[Start of Attachment]
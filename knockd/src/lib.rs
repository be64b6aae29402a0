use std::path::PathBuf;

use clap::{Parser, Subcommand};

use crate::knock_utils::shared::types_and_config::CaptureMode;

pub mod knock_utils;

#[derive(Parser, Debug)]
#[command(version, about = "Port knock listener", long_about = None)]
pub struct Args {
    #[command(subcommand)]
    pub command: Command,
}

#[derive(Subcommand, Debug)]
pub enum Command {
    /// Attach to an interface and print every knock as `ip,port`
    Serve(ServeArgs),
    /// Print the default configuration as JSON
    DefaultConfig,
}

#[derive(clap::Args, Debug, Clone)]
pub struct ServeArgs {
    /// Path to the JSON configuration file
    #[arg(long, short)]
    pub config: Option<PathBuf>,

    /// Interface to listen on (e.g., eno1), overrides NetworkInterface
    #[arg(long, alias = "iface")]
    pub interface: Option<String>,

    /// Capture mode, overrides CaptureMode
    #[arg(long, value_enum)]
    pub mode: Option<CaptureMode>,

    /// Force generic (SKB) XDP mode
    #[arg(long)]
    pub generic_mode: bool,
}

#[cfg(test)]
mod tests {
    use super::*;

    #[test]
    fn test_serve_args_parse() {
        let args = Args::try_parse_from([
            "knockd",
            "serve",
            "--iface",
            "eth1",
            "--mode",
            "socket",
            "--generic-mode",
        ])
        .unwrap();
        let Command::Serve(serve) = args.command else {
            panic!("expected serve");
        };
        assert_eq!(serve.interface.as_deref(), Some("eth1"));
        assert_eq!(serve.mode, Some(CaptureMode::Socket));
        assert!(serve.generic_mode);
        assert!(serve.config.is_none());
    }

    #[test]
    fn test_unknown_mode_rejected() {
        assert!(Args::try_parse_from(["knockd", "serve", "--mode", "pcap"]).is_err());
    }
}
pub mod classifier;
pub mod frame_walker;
[End of Attachment]
[Start of Attachment]
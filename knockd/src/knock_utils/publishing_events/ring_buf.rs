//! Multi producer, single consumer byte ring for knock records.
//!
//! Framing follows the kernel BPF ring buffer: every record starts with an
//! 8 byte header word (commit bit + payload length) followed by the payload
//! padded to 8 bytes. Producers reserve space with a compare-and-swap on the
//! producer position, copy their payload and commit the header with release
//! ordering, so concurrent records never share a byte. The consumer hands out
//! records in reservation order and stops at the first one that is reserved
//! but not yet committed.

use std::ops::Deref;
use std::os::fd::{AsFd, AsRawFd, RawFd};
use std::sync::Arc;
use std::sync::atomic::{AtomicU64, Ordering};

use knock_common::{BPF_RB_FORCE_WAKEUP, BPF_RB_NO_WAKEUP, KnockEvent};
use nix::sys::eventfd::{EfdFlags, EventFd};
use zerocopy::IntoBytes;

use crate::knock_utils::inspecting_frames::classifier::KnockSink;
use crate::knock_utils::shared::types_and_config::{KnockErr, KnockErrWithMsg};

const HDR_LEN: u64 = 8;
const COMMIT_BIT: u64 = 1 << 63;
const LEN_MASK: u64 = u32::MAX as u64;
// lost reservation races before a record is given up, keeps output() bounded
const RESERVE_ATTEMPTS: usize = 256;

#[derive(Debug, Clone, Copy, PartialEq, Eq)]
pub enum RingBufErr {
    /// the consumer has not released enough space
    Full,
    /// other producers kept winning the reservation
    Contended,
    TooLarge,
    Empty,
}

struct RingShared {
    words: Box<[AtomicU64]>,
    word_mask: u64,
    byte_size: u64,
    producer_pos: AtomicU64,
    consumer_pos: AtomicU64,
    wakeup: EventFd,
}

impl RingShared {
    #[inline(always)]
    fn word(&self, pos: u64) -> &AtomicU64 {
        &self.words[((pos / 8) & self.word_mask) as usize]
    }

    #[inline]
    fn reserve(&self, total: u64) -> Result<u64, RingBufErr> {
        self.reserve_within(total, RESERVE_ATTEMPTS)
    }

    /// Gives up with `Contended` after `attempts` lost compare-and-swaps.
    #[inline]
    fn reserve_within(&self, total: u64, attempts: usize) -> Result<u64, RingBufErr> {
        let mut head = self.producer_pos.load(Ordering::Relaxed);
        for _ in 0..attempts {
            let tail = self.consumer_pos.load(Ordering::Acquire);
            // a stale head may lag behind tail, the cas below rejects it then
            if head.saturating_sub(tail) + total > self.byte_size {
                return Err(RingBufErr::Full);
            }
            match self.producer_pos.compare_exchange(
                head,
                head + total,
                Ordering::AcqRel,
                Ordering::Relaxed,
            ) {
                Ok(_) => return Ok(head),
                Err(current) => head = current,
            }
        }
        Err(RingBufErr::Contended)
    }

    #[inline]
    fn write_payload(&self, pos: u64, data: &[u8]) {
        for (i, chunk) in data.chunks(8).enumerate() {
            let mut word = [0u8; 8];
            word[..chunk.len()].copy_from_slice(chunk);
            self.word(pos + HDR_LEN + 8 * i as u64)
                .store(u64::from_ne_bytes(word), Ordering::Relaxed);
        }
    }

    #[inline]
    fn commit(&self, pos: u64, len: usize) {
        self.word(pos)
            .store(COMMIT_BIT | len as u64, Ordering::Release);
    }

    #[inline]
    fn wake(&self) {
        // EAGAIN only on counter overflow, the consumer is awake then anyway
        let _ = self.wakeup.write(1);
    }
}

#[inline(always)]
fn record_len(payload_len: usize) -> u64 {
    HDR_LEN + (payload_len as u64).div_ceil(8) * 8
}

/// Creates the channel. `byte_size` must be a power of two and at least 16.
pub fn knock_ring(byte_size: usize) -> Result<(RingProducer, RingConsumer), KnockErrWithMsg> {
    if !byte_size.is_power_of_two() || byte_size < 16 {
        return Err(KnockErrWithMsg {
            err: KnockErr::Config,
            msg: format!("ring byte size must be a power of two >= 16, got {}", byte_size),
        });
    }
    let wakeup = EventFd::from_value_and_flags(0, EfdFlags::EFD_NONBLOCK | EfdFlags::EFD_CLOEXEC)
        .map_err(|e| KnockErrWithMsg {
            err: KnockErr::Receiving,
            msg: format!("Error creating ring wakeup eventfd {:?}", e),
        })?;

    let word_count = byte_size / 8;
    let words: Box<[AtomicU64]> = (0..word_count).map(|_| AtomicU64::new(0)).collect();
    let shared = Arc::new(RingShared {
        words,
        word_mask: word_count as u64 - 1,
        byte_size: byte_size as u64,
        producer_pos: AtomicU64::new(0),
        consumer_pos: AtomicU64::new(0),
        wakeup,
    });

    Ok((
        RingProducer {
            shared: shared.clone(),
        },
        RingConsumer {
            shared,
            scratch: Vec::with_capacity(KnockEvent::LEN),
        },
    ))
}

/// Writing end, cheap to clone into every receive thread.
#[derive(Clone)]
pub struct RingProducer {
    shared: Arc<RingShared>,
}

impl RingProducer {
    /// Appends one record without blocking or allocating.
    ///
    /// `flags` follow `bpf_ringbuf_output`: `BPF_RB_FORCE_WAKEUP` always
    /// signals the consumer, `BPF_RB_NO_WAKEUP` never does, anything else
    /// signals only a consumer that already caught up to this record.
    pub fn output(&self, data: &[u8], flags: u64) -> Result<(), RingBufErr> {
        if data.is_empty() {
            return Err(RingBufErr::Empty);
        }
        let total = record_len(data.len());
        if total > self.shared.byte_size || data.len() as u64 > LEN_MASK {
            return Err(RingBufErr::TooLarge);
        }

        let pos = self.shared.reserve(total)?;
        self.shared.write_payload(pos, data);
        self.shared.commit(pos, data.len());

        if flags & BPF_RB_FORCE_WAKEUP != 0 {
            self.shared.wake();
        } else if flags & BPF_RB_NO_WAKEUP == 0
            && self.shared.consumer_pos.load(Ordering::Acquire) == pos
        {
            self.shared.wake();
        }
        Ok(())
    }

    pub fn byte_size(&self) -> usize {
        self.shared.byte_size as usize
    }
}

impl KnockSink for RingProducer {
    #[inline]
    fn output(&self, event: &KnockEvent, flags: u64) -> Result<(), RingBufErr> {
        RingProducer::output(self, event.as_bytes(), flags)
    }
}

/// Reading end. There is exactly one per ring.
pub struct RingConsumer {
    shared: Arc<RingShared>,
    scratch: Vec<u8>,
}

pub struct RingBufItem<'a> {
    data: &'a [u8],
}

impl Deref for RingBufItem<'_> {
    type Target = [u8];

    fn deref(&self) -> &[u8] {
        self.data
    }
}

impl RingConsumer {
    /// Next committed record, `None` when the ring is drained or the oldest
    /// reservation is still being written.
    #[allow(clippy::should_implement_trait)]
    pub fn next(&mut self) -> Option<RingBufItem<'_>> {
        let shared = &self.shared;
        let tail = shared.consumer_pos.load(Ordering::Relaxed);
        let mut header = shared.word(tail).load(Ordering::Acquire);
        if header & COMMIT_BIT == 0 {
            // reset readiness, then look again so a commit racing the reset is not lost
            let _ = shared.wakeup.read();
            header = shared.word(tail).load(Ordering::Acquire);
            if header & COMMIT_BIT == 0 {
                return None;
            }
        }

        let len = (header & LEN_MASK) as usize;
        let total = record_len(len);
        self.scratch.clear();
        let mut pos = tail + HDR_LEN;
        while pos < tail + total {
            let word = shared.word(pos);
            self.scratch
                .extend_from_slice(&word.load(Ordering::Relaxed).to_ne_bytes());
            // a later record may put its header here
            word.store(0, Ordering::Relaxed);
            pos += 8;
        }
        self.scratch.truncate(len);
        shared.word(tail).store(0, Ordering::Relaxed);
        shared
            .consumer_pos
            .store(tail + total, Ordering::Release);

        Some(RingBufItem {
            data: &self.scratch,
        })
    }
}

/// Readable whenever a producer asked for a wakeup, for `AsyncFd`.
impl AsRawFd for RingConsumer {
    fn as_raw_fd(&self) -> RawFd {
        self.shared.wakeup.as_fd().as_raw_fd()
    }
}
[End of Attachment]
■ Problem description: Make a copy of each line in the records that has the word "struct".

■ Output for this exercise:
pub struct Args {
pub struct ServeArgs {
struct RingShared {
pub struct RingProducer {
pub struct RingConsumer {
pub struct RingBufItem<'a> {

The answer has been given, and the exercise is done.